The proprietor of a now-closed outdoorsy retailer in Wisconsin, who prefers not to be identified by name or city, doesn’t see big brands “supporting the little guy”. In an email she explained, “Certain brands keep separate inventories for their retailers versus their online business […]. It is hard to explain to a customer that you can’t get an item, when they can go to the brand’s website and buy it direct. The brands generally offer free shipping and many times 15%-off coupon deals just for sharing their email.”

She observed, “Customers are being trained to only buy with a deal or incentive.” On the phone, this former store-owner described a man who went into a local sporting goods shop to examine the products, while as the same time searching for the best deals on his smartphone. “He had absolutely no qualms about that,” she told me. Instead of buying from the store whose inventory he was touching and evaluating, he bought from Amazon or a similar retail aggregator, in order to save a couple of dollars.

Instagram post by REI.
Instagram post by REI.

From the customer’s point of view, shopping online for the best possible deal makes complete sense. Most won’t even bother to take advantage of testing a local store’s physical goods. Why wouldn’t you purchase the same thing cheaper without even having to leave your home? Everyone knows Amazon is a cutthroat company willing to crush competitors of all sizes, but that doesn’t stop people from shopping there, and it never will. If you can pay less to buy a parka online, and have it delivered to your doorstep, the alternative must be very attractive to entice you to do otherwise.

In 2013, technology analyst Ben Thompson wrote, “With the loss of friction,” meaning hassles and barriers to action, “there is necessarily the loss of everything built on friction, including value, privacy, and livelihoods. […] The Internet is pulling out the foundations of nearly every institution and social more that our society is built upon.”

Thompson continued, “Count me with those who believe the Internet is on par with the industrial revolution, the full impact of which stretched over centuries. And it wasn’t all good. Like today, the industrial revolution included a period of time that saw many lose their jobs and a massive surge in inequality. It also lifted millions of others out of sustenance farming.” It’s not all good, but it’s not all bad either. However, when you’re a family business-owner who is being “disrupted”, it’s almost entirely bad.

Traffic on Pyrmont Bridge in Sydney, Australia. Photo via Powerhouse Museum.
Traffic on Pyrmont Bridge in Sydney, Australia. Photo via Powerhouse Museum.

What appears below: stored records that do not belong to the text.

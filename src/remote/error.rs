//! Fetch error taxonomy.
//!
//! Every failure the API collaborator can produce is folded into one of four
//! kinds before it reaches the controller. Errors are `Clone` so the
//! controller can keep the last one around for display and retry.

use std::fmt;

use serde::Serialize;
use thiserror::Error;

#[derive(Debug, Clone, Copy, PartialEq, Eq, Serialize)]
#[serde(rename_all = "snake_case")]
pub enum FetchErrorKind {
    /// Connectivity or transport failure
    Network,
    /// 401 / 403
    Auth,
    /// 5xx, unexpected status, or a body that does not match the envelope
    Server,
    Timeout,
}

impl fmt::Display for FetchErrorKind {
    fn fmt(&self, f: &mut fmt::Formatter<'_>) -> fmt::Result {
        match self {
            FetchErrorKind::Network => write!(f, "network error"),
            FetchErrorKind::Auth => write!(f, "authentication error"),
            FetchErrorKind::Server => write!(f, "server error"),
            FetchErrorKind::Timeout => write!(f, "timeout"),
        }
    }
}

#[derive(Error, Debug, Clone, PartialEq, Eq)]
#[error("{kind}: {message}")]
pub struct FetchError {
    pub kind: FetchErrorKind,
    pub message: String,
    /// HTTP status code, if the failure came from a response
    pub status: Option<u16>,
}

impl FetchError {
    pub fn new(kind: FetchErrorKind, message: impl Into<String>) -> Self {
        Self {
            kind,
            message: message.into(),
            status: None,
        }
    }

    pub fn network(message: impl Into<String>) -> Self {
        Self::new(FetchErrorKind::Network, message)
    }

    pub fn auth(message: impl Into<String>) -> Self {
        Self::new(FetchErrorKind::Auth, message)
    }

    pub fn server(message: impl Into<String>) -> Self {
        Self::new(FetchErrorKind::Server, message)
    }

    pub fn timeout(message: impl Into<String>) -> Self {
        Self::new(FetchErrorKind::Timeout, message)
    }

    /// Classify a non-success HTTP status.
    pub fn from_status(status: reqwest::StatusCode) -> Self {
        let reason = status.canonical_reason().unwrap_or("Unknown");
        let message = format!("HTTP {} {}", status.as_u16(), reason);
        let kind = match status.as_u16() {
            401 | 403 => FetchErrorKind::Auth,
            408 | 504 => FetchErrorKind::Timeout,
            _ => FetchErrorKind::Server,
        };
        Self {
            kind,
            message,
            status: Some(status.as_u16()),
        }
    }
}

impl From<reqwest::Error> for FetchError {
    fn from(err: reqwest::Error) -> Self {
        if let Some(status) = err.status() {
            return Self::from_status(status);
        }

        let kind = if err.is_timeout() {
            FetchErrorKind::Timeout
        } else if err.is_decode() || err.is_body() {
            FetchErrorKind::Server
        } else {
            FetchErrorKind::Network
        };
        Self::new(kind, err.to_string())
    }
}

#[cfg(test)]
mod tests {
    use super::*;

    #[test]
    fn test_status_classification() {
        let cases = [
            (401, FetchErrorKind::Auth),
            (403, FetchErrorKind::Auth),
            (500, FetchErrorKind::Server),
            (502, FetchErrorKind::Server),
            (404, FetchErrorKind::Server),
            (504, FetchErrorKind::Timeout),
        ];
        for (code, expected) in cases {
            let status = reqwest::StatusCode::from_u16(code).unwrap();
            let err = FetchError::from_status(status);
            assert_eq!(err.kind, expected, "status {code}");
            assert_eq!(err.status, Some(code));
        }
    }

    #[test]
    fn test_display_includes_kind() {
        let err = FetchError::network("connection refused");
        assert_eq!(err.to_string(), "network error: connection refused");
    }
}
use owo_colors::OwoColorize;
use serde_json::json;

use crate::controller::url::normalize;
use crate::controller::{ControllerSettings, SearchController, builtin};
use crate::error::Result;

/// Show the query string the controller writes back for an incoming URL
pub fn cmd_url(page: &str, query: &str, output_json: bool) -> Result<()> {
    let catalog = builtin(page)?;
    let (controller, _) =
        SearchController::mount(catalog, query, None, ControllerSettings::default())?;

    let canonical = controller.current_url();
    let rewritten = canonical != normalize(query);

    if output_json {
        let output = json!({
            "page": page,
            "section": controller.section().id,
            "input": query,
            "canonical": canonical,
            "rewritten": rewritten,
            "filters": controller.filters(),
        });
        println!("{}", serde_json::to_string_pretty(&output)?);
        return Ok(());
    }

    println!("?{canonical}");
    if rewritten {
        println!("{}", "(rewritten from input)".dimmed());
    }
    Ok(())
}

The analogy doesn’t work in every respect, but mostly this is the current state of affairs: Traditional retailers are horse-drawn carriages compared to steam-powered trains, or traditional taxis compared to Uber. Because of the internet, anyone can easily set up the infrastructure to sell directly to end users. Adjust your value proposition and differentiate or die, because the market doesn’t care about your ability to put food on the table.

This is the hard truth retailers have to confront: If you can’t compete on price or convenience you have to compete on quality, but it’s impossible to compete on quality when you’re selling the exact same product that people can easily buy online for less money. All you’re left with is the experience, the feelings you can evoke and the values you extol, urging customers to “shop local” and, as the anonymous Wisconsin store-owner said, “support the little guy”. She suggested staging events and collaborating with other local businesses, all boosting the community together. Her store used to host yoga classes run by a local instructor. Then Lululemon moved in down the street and also hosted yoga classes — free ones.

Castle in the Air is a truly gorgeous shop in Berkeley, California.
Castle in the Air is a truly gorgeous shop in Berkeley, California. Photo via Yelp user Michele C.

This is all very grim. Does the internet revolution mean that retailers based in physical stores should give up hope entirely? Of course not. It means that you have to be intentional about your business strategy, and understand the ways in which you can and cannot compete. It means you have to double down when it comes to reaching the customers who you can actually serve, to whom you can offer a benefit that is meaningful to them.

Understand that shopping in person instead of defaulting to the cheapest, highest-rated item on Amazon is now a luxury. Craft a rewarding experience, whether rustic or glossy, for the customers who show up in person.

Written in early June, 2015. Languished in my Google Drive until now.

Tech Is Only Awful Like People Are Awful

News-media analyst Ken Doctor wrote, “The web may have opened unbelievable frontiers of human thought and interaction, but it’s driven by the same business principles as all other enterprise.” Basically, the market is always the market. Self-interest is a perpetual motivator and supply-demand dynamics continue to exist.

The internet changes a lot, but it doesn’t change the fundamentals of economics. It changes the cost (or lack thereof) of some specific things, like distributing information, but it doesn’t change basic human behavior. It’s kind of ludicrous that anyone might expect it to.

DARPA's Warrior Web project may provide super-human enhancements
Photo via US Army RDECOM.

So here’s the point, which has been made before: Everything we don’t like about the implications of technology boils down to something we don’t like about the way humans organize ourselves. Because — to risk repetition — technology doesn’t change humanity; it simply enables us to express our persistent nature in new/different/tweaked ways.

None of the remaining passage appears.